Pendent les années 1930-35 dominent 2 thèmes du discours sur la langue :

  1. La langue doit être purifiée pour retrouver son authenticité et sa splendeur ;
  2. Les Turcs sont à l’origine de la civilisation mondiale (et leur langue est à l’origine de toutes les autres langues)

[Il est nécessaire, pour la propagande nationliste, de rejeter la hiérarchie généralement adoptée par les linguistes européens du 19e siècle qu’une langue agglutinant correspondrait à un stade de civilisation intermédiaire, c’est-à-dire une langue de nomades (alors qu’une langue flexionnelle serait propre à un Etat moderne)]

La théorie de la Langue-soleil (1935-38) met en place une image de la langue-mère de toutes les autres langues.

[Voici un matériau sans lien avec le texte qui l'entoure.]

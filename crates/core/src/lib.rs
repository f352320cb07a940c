//! Core types and configuration for the flowbar pipeline.
//!
//! This crate provides shared types used across all other crates:
//! - Market data types (trades, price bars, CVD bars)
//! - Configuration structures
//! - Common error types
//! - Logging setup

pub mod config;
pub mod error;
pub mod logging;
pub mod types;

pub use config::Config;
pub use error::{Error, Result};
pub use types::*;
//! Heikin-Ashi candle transform.

use flowbar_core::{Candle, Ohlc};

/// Streaming Heikin-Ashi transformer carrying the previous HA open/close.
#[derive(Debug, Clone, Default)]
pub struct HeikinAshi {
    prev: Option<(f64, f64)>,
}

impl HeikinAshi {
    pub fn new() -> Self {
        Self::default()
    }

    /// Transform the next bar.
    pub fn next<C: Candle>(&mut self, bar: &C) -> Ohlc {
        let bar = bar.ohlc();
        let ha_close = (bar.open + bar.high + bar.low + bar.close) / 4.0;
        let ha_open = match self.prev {
            None => (bar.open + bar.close) / 2.0,
            Some((prev_open, prev_close)) => (prev_open + prev_close) / 2.0,
        };
        self.prev = Some((ha_open, ha_close));

        Ohlc {
            open: ha_open,
            high: bar.high.max(ha_open).max(ha_close),
            low: bar.low.min(ha_open).min(ha_close),
            close: ha_close,
        }
    }

    pub fn reset(&mut self) {
        self.prev = None;
    }

    /// Transform a whole ordered series.
    pub fn transform<C: Candle>(bars: &[C]) -> Vec<Ohlc> {
        let mut ha = Self::new();
        bars.iter().map(|b| ha.next(b)).collect()
    }
}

Сela qui implique a) un lien psychologique entre la langue et la pensée; b) une logique du ressentiment et un discours compensatoire (rejeter l’occident et sa linguistique et montrer que les langues européennes trouvent elles-mêmes leur origine dans la langue turque)

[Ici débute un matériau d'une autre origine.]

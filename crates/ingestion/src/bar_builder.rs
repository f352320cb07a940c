//! Bucket bar building from classified trades.
//!
//! Folds an ordered trade stream into price bars and CVD bars. A bucket is
//! emitted only when a trade with a different (later) bucket key arrives,
//! or when the stream is finished.

use flowbar_core::config::{BucketSpec, CvdBarMode};
use flowbar_core::{
    floor_to_bucket, Bucket, ClassifiedTrade, CvdBar, Error, PriceBar, Result, TimestampNs,
};
use tracing::debug;

/// A bar that's currently being built.
#[derive(Debug, Clone)]
struct BarInProgress {
    ts_bucket: TimestampNs,
    open: f64,
    high: f64,
    low: f64,
    close: f64,
    volume: u64,
    delta: i64,
    trade_count: u32,
    cvd_open: i64,
    cvd_high: i64,
    cvd_low: i64,
    cvd_close: i64,
    /// Cumulative bucket delta before this bar.
    cum_open: i64,
    /// Cumulative bucket delta including this bar.
    cum_close: i64,
}

fn overflow(index: usize, what: &str) -> Error {
    Error::data(format!("record {index}: bucket {what} overflows"))
}

impl BarInProgress {
    fn new(
        ts_bucket: TimestampNs,
        ct: &ClassifiedTrade,
        cum_open: i64,
        index: usize,
    ) -> Result<Self> {
        let price = ct.trade.price;
        Ok(Self {
            ts_bucket,
            open: price,
            high: price,
            low: price,
            close: price,
            volume: ct.trade.size,
            delta: ct.delta,
            trade_count: 1,
            cvd_open: ct.running_cvd,
            cvd_high: ct.running_cvd,
            cvd_low: ct.running_cvd,
            cvd_close: ct.running_cvd,
            cum_open,
            cum_close: cum_open
                .checked_add(ct.delta)
                .ok_or_else(|| overflow(index, "cumulative delta"))?,
        })
    }

    fn add_trade(&mut self, ct: &ClassifiedTrade, index: usize) -> Result<()> {
        let volume = self
            .volume
            .checked_add(ct.trade.size)
            .ok_or_else(|| overflow(index, "volume"))?;
        let delta = self
            .delta
            .checked_add(ct.delta)
            .ok_or_else(|| overflow(index, "delta"))?;
        let cum_close = self
            .cum_close
            .checked_add(ct.delta)
            .ok_or_else(|| overflow(index, "cumulative delta"))?;
        let trade_count = self
            .trade_count
            .checked_add(1)
            .ok_or_else(|| overflow(index, "trade count"))?;

        let price = ct.trade.price;
        self.high = self.high.max(price);
        self.low = self.low.min(price);
        self.close = price;
        self.volume = volume;
        self.delta = delta;
        self.cum_close = cum_close;
        self.trade_count = trade_count;
        self.cvd_high = self.cvd_high.max(ct.running_cvd);
        self.cvd_low = self.cvd_low.min(ct.running_cvd);
        self.cvd_close = ct.running_cvd;
        Ok(())
    }

    fn to_bucket(&self, mode: CvdBarMode) -> Bucket {
        let cvd = match mode {
            CvdBarMode::IntraBucket => CvdBar {
                ts_bucket: self.ts_bucket,
                open: self.cvd_open,
                high: self.cvd_high,
                low: self.cvd_low,
                close: self.cvd_close,
            },
            CvdBarMode::BarCumulative => CvdBar {
                ts_bucket: self.ts_bucket,
                open: self.cum_open,
                high: self.cum_open.max(self.cum_close),
                low: self.cum_open.min(self.cum_close),
                close: self.cum_close,
            },
        };

        Bucket {
            ts_bucket: self.ts_bucket,
            price: PriceBar {
                ts_bucket: self.ts_bucket,
                open: self.open,
                high: self.high,
                low: self.low,
                close: self.close,
                volume: self.volume,
                delta: self.delta,
                trade_count: self.trade_count,
            },
            cvd,
        }
    }
}

/// Streaming builder for bucket bars.
pub struct BarBuilder {
    spec: BucketSpec,
    mode: CvdBarMode,
    /// Bar currently being built.
    current: Option<BarInProgress>,
    /// Timestamp of the last accepted trade.
    last_ts: Option<TimestampNs>,
    /// Trades accepted so far.
    trades_seen: usize,
    /// Cumulative bucket delta of everything already emitted.
    emitted_delta: i64,
    /// Buckets emitted so far.
    emitted: usize,
}

impl BarBuilder {
    /// Create a new bar builder. The bucket settings must already be validated.
    pub fn new(spec: BucketSpec, mode: CvdBarMode) -> Self {
        Self {
            spec,
            mode,
            current: None,
            last_ts: None,
            trades_seen: 0,
            emitted_delta: 0,
            emitted: 0,
        }
    }

    /// Bucket key for the trade at `index` given the bar in progress.
    fn bucket_key(&self, ts_ns: TimestampNs, index: usize) -> Result<TimestampNs> {
        match self.spec {
            BucketSpec::Time { .. } => {
                let width = self
                    .spec
                    .width_ns()
                    .ok_or_else(|| Error::config("invalid bucket width"))?;
                floor_to_bucket(ts_ns, width).ok_or_else(|| {
                    Error::data(format!(
                        "record {index}: timestamp {ts_ns} has no bucket start in range"
                    ))
                })
            }
            BucketSpec::Ticks { trades_per_bar } => match &self.current {
                Some(bar) if bar.trade_count < trades_per_bar => Ok(bar.ts_bucket),
                _ => Ok(ts_ns),
            },
        }
    }

    /// Add a classified trade. Returns the previous bucket if this trade
    /// closed it.
    pub fn push(&mut self, ct: &ClassifiedTrade) -> Result<Option<Bucket>> {
        let index = self.trades_seen;
        let ts_ns = ct.trade.ts_ns;
        if let Some(prev) = self.last_ts {
            if ts_ns < prev {
                return Err(Error::Ordering {
                    index,
                    prev_ts_ns: prev,
                    ts_ns,
                });
            }
        }

        let key = self.bucket_key(ts_ns, index)?;

        let same_bar = matches!(
            &self.current,
            Some(bar) if bar.ts_bucket == key && !self.closes_on_count(bar)
        );
        let completed = if same_bar {
            if let Some(bar) = self.current.as_mut() {
                bar.add_trade(ct, index)?;
            }
            None
        } else {
            let cum_open = self
                .current
                .as_ref()
                .map_or(self.emitted_delta, |bar| bar.cum_close);
            let next = BarInProgress::new(key, ct, cum_open, index)?;
            self.current.replace(next).map(|bar| self.emit(&bar))
        };

        self.last_ts = Some(ts_ns);
        self.trades_seen += 1;
        Ok(completed)
    }

    /// Tick bars started at the same timestamp must still split on count.
    fn closes_on_count(&self, bar: &BarInProgress) -> bool {
        match self.spec {
            BucketSpec::Ticks { trades_per_bar } => bar.trade_count >= trades_per_bar,
            BucketSpec::Time { .. } => false,
        }
    }

    fn emit(&mut self, bar: &BarInProgress) -> Bucket {
        let bucket = bar.to_bucket(self.mode);
        self.emitted_delta = bar.cum_close;
        self.emitted += 1;
        debug!(
            ts_bucket = bucket.ts_bucket,
            trades = bucket.price.trade_count,
            delta = bucket.price.delta,
            cvd_close = bucket.cvd.close,
            "bucket finalized"
        );
        bucket
    }

    /// Flush the bar in progress at end of stream.
    pub fn finish(&mut self) -> Option<Bucket> {
        let bar = self.current.take()?;
        Some(self.emit(&bar))
    }

    /// Fold a whole ordered batch into buckets, flushing the last one.
    pub fn aggregate(&mut self, trades: &[ClassifiedTrade]) -> Result<Vec<Bucket>> {
        let mut buckets = Vec::new();
        for ct in trades {
            if let Some(bucket) = self.push(ct)? {
                buckets.push(bucket);
            }
        }
        buckets.extend(self.finish());
        Ok(buckets)
    }

    /// Whether a bar is currently being built.
    pub fn has_pending(&self) -> bool {
        self.current.is_some()
    }

    /// Number of buckets emitted so far.
    pub fn emitted_count(&self) -> usize {
        self.emitted
    }
}

#[cfg(test)]
mod tests {
    use super::*;
    use flowbar_core::{Trade, TradeSide, NANOS_PER_SEC};

    const MINUTE: BucketSpec = BucketSpec::Time { width_secs: 60 };

    /// Build classified trades from (seconds, price, size, side) tuples.
    fn classified(rows: &[(i64, f64, u64, TradeSide)]) -> Vec<ClassifiedTrade> {
        let mut running = 0;
        rows.iter()
            .map(|&(secs, price, size, side)| {
                let delta = side.sign() * size as i64;
                running += delta;
                ClassifiedTrade {
                    trade: Trade {
                        ts_ns: secs * NANOS_PER_SEC,
                        price,
                        size,
                        side,
                    },
                    delta,
                    running_cvd: running,
                }
            })
            .collect()
    }

    #[test]
    fn test_two_buckets() {
        let trades = classified(&[
            (0, 100.0, 5, TradeSide::Buy),
            (0, 101.0, 2, TradeSide::Sell),
            (61, 99.0, 3, TradeSide::Buy),
        ]);
        let buckets = BarBuilder::new(MINUTE, CvdBarMode::IntraBucket)
            .aggregate(&trades)
            .unwrap();

        assert_eq!(buckets.len(), 2);
        assert_eq!(buckets[0].price.delta, 3);
        assert_eq!(buckets[0].cvd.close, 3);
        assert_eq!(buckets[0].cvd.open, 5);
        assert_eq!(buckets[0].cvd.high, 5);
        assert_eq!(buckets[0].cvd.low, 3);
        assert_eq!(buckets[1].ts_bucket, 60 * NANOS_PER_SEC);
        assert_eq!(buckets[1].price.delta, 3);
        assert_eq!(buckets[1].cvd.close, 6);
    }

    #[test]
    fn test_price_ohlc() {
        let trades = classified(&[
            (10, 6300.0, 1, TradeSide::Buy),
            (20, 6305.0, 2, TradeSide::Buy),
            (30, 6295.0, 1, TradeSide::Sell),
            (50, 6301.0, 1, TradeSide::Neutral),
        ]);
        let buckets = BarBuilder::new(MINUTE, CvdBarMode::IntraBucket)
            .aggregate(&trades)
            .unwrap();

        let bar = &buckets[0].price;
        assert_eq!(buckets.len(), 1);
        assert_eq!((bar.open, bar.high, bar.low, bar.close), (6300.0, 6305.0, 6295.0, 6301.0));
        assert_eq!(bar.volume, 5);
        assert_eq!(bar.delta, 2);
        assert_eq!(bar.trade_count, 4);
    }

    #[test]
    fn test_boundary_trade_opens_new_bucket() {
        let trades = classified(&[(59, 1.0, 1, TradeSide::Buy), (60, 2.0, 1, TradeSide::Buy)]);
        let buckets = BarBuilder::new(MINUTE, CvdBarMode::IntraBucket)
            .aggregate(&trades)
            .unwrap();

        assert_eq!(buckets.len(), 2);
        assert_eq!(buckets[1].ts_bucket, 60 * NANOS_PER_SEC);
        assert_eq!(buckets[1].price.open, 2.0);
    }

    #[test]
    fn test_gaps_are_not_filled() {
        let trades = classified(&[(0, 1.0, 1, TradeSide::Buy), (600, 2.0, 1, TradeSide::Buy)]);
        let buckets = BarBuilder::new(MINUTE, CvdBarMode::IntraBucket)
            .aggregate(&trades)
            .unwrap();

        assert_eq!(buckets.len(), 2);
        assert_eq!(buckets[1].ts_bucket, 600 * NANOS_PER_SEC);
    }

    #[test]
    fn test_streaming_emits_on_key_change() {
        let trades = classified(&[
            (1, 1.0, 1, TradeSide::Buy),
            (30, 1.0, 1, TradeSide::Buy),
            (61, 1.0, 1, TradeSide::Buy),
        ]);
        let mut builder = BarBuilder::new(MINUTE, CvdBarMode::IntraBucket);

        assert!(builder.push(&trades[0]).unwrap().is_none());
        assert!(builder.push(&trades[1]).unwrap().is_none());
        let first = builder.push(&trades[2]).unwrap().unwrap();
        assert_eq!(first.price.trade_count, 2);
        assert!(builder.has_pending());

        let last = builder.finish().unwrap();
        assert_eq!(last.ts_bucket, 60 * NANOS_PER_SEC);
        assert!(builder.finish().is_none());
        assert_eq!(builder.emitted_count(), 2);
    }

    #[test]
    fn test_out_of_order_rejected() {
        let trades = classified(&[(30, 1.0, 1, TradeSide::Buy), (10, 1.0, 1, TradeSide::Buy)]);
        let mut builder = BarBuilder::new(MINUTE, CvdBarMode::IntraBucket);
        assert!(matches!(builder.aggregate(&trades), Err(Error::Ordering { index: 1, .. })));
    }

    #[test]
    fn test_bar_cumulative_mode() {
        let trades = classified(&[
            (0, 1.0, 5, TradeSide::Buy),
            (1, 1.0, 2, TradeSide::Sell),
            (61, 1.0, 4, TradeSide::Sell),
        ]);
        let buckets = BarBuilder::new(MINUTE, CvdBarMode::BarCumulative)
            .aggregate(&trades)
            .unwrap();

        assert_eq!(buckets[0].cvd, CvdBar { ts_bucket: 0, open: 0, high: 3, low: 0, close: 3 });
        assert_eq!(
            buckets[1].cvd,
            CvdBar { ts_bucket: 60 * NANOS_PER_SEC, open: 3, high: 3, low: -1, close: -1 }
        );
    }

    #[test]
    fn test_tick_buckets() {
        let trades = classified(&[
            (0, 1.0, 1, TradeSide::Buy),
            (0, 2.0, 1, TradeSide::Buy),
            (0, 3.0, 1, TradeSide::Sell),
            (5, 4.0, 1, TradeSide::Buy),
            (9, 5.0, 1, TradeSide::Buy),
        ]);
        let buckets = BarBuilder::new(BucketSpec::Ticks { trades_per_bar: 2 }, CvdBarMode::IntraBucket)
            .aggregate(&trades)
            .unwrap();

        let counts: Vec<u32> = buckets.iter().map(|b| b.price.trade_count).collect();
        assert_eq!(counts, vec![2, 2, 1]);
        assert_eq!(buckets[0].ts_bucket, 0);
        assert_eq!(buckets[1].ts_bucket, 0);
        assert_eq!(buckets[1].price.open, 3.0);
        assert_eq!(buckets[2].ts_bucket, 9 * NANOS_PER_SEC);
    }

    #[test]
    fn test_empty_input() {
        let buckets = BarBuilder::new(MINUTE, CvdBarMode::IntraBucket)
            .aggregate(&[])
            .unwrap();
        assert!(buckets.is_empty());
    }

    #[test]
    fn test_volume_overflow_is_an_error() {
        let big = i64::MAX as u64;
        let trades = classified(&[
            (0, 1.0, big, TradeSide::Neutral),
            (1, 1.0, big, TradeSide::Neutral),
            (2, 1.0, big, TradeSide::Neutral),
        ]);
        let mut builder = BarBuilder::new(MINUTE, CvdBarMode::IntraBucket);
        let err = builder.aggregate(&trades).unwrap_err();
        assert!(matches!(err, Error::Data(ref msg) if msg.contains("record 2")));
    }

    #[test]
    fn test_timestamp_without_bucket_start() {
        let trades = classified(&[(0, 1.0, 1, TradeSide::Buy)]);
        let mut early = trades[0];
        early.trade.ts_ns = i64::MIN;
        let mut builder = BarBuilder::new(MINUTE, CvdBarMode::IntraBucket);
        assert!(matches!(builder.push(&early), Err(Error::Data(_))));
        assert!(!builder.has_pending());
    }
}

Sur certains point la théorie de la Langue-soleil a des affinités avec le projet marriste (la Turquie et l’URSS sont proches pendant les années 1920-30 et Marr fait un voyage en Turquie en 1933). En 1936 a lieu le 3ème congrès linguistique turque:

Donc entre théorie de la Langue-soleil et la «Nouvelle théorie du langage» de N. Marr il y a des traits communs (anti-occidentalisme; anti-indoeuropéenisme ; jeu sur des étymologies fantastiques) et des distinctions importantes (tendance de relier le turс aux langues indoeuropéennes et sémitiques par une méthode comparative traditionelle, refus de la notion de familles de la langue (comme dans la paléontologie marriste mais dans une optique nationaliste).